**Activity**: Give back every record precisely.

[Dataset entries]

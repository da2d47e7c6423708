// src/layout.rs

use crate::error::{Result, StatsError};
use std::fs;
use std::path::{Path, PathBuf};
use tracing::info;

/// Where an archive's input and derived files live.
///
/// Built once from the command line and handed to every component that
/// reads or writes files, so no path is computed twice.
#[derive(Debug, Clone, PartialEq, Eq)]
pub struct ArchiveLayout {
    pub archive_root: PathBuf,
    /// `academia` for `academia.stackexchange.com`
    pub root_name: String,
    pub results_dir: PathBuf,
    pub plots_dir: PathBuf,
}

impl ArchiveLayout {
    pub fn new(archive_root: &Path) -> Self {
        let dir_name = archive_root
            .file_name()
            .map(|name| name.to_string_lossy().into_owned())
            .unwrap_or_default();
        let root_name = dir_name.split('.').next().unwrap_or_default().to_string();

        ArchiveLayout {
            archive_root: archive_root.to_path_buf(),
            root_name,
            results_dir: archive_root.join("results"),
            plots_dir: archive_root.join("plots"),
        }
    }

    /// Checks the archive exists and creates `results/` and `plots/` when missing.
    pub fn prepare(archive_root: &Path) -> Result<Self> {
        if !archive_root.is_dir() {
            return Err(StatsError::ArchiveNotFound(archive_root.to_path_buf()));
        }

        let layout = ArchiveLayout::new(archive_root);
        for dir in [&layout.results_dir, &layout.plots_dir] {
            if !dir.exists() {
                info!("Making directory: {}", dir.display());
                fs::create_dir_all(dir).map_err(StatsError::io(dir))?;
            }
        }
        Ok(layout)
    }

    pub fn posts_file(&self) -> PathBuf {
        self.archive_root.join("Posts.xml")
    }

    pub fn tag_date_file(&self) -> PathBuf {
        self.results_dir.join(format!("tag_date_data_{}.txt", self.root_name))
    }

    pub fn tag_rank_file(&self) -> PathBuf {
        self.results_dir.join(format!("tag_rank_data_{}.txt", self.root_name))
    }

    pub fn frequency_plot(&self, rank: usize, tag: &str) -> PathBuf {
        self.plots_dir.join(format!("freq_{}_{}_tight.png", rank, tag))
    }

    pub fn weekday_plot(&self, rank: usize, tag: &str) -> PathBuf {
        self.plots_dir.join(format!("days_{}_{}_tight.png", rank, tag))
    }
}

**Result below**:
repository da2d47e7c6423708
// src/layout.rs

use crate::error::{Result, StatsError};
use std::fs;
use std::path::{Path, PathBuf};
use tracing::info;

/// Where an archive's input and derived files live.
///
/// Built once from the command line and handed to every component that
/// reads or writes files, so no path is computed twice.
#[derive(Debug, Clone, PartialEq, Eq)]
pub struct ArchiveLayout {
    pub archive_root: PathBuf,
    /// `academia` for `academia.stackexchange.com`
    pub root_name: String,
    pub results_dir: PathBuf,
    pub plots_dir: PathBuf,
}

impl ArchiveLayout {
    pub fn new(archive_root: &Path) -> Self {
        let dir_name = archive_root
            .file_name()
            .map(|name| name.to_string_lossy().into_owned())
            .unwrap_or_default();
        let root_name = dir_name.split('.').next().unwrap_or_default().to_string();

        ArchiveLayout {
            archive_root: archive_root.to_path_buf(),
            root_name,
            results_dir: archive_root.join("results"),
            plots_dir: archive_root.join("plots"),
        }
    }

    /// Checks the archive exists and creates `results/` and `plots/` when missing.
    pub fn prepare(archive_root: &Path) -> Result<Self> {
        if !archive_root.is_dir() {
            return Err(StatsError::ArchiveNotFound(archive_root.to_path_buf()));
        }

        let layout = ArchiveLayout::new(archive_root);
        for dir in [&layout.results_dir, &layout.plots_dir] {
            if !dir.exists() {
                info!("Making directory: {}", dir.display());
                fs::create_dir_all(dir).map_err(StatsError::io(dir))?;
            }
        }
        Ok(layout)
    }

    pub fn posts_file(&self) -> PathBuf {
        self.archive_root.join("Posts.xml")
    }

    pub fn tag_date_file(&self) -> PathBuf {
        self.results_dir.join(format!("tag_date_data_{}.txt", self.root_name))
    }

    pub fn tag_rank_file(&self) -> PathBuf {
        self.results_dir.join(format!("tag_rank_data_{}.txt", self.root_name))
    }

    pub fn frequency_plot(&self, rank: usize, tag: &str) -> PathBuf {
        self.plots_dir.join(format!("freq_{}_{}_tight.png", rank, tag))
    }

    pub fn weekday_plot(&self, rank: usize, tag: &str) -> PathBuf {
        self.plots_dir.join(format!("days_{}_{}_tight.png", rank, tag))
    }
}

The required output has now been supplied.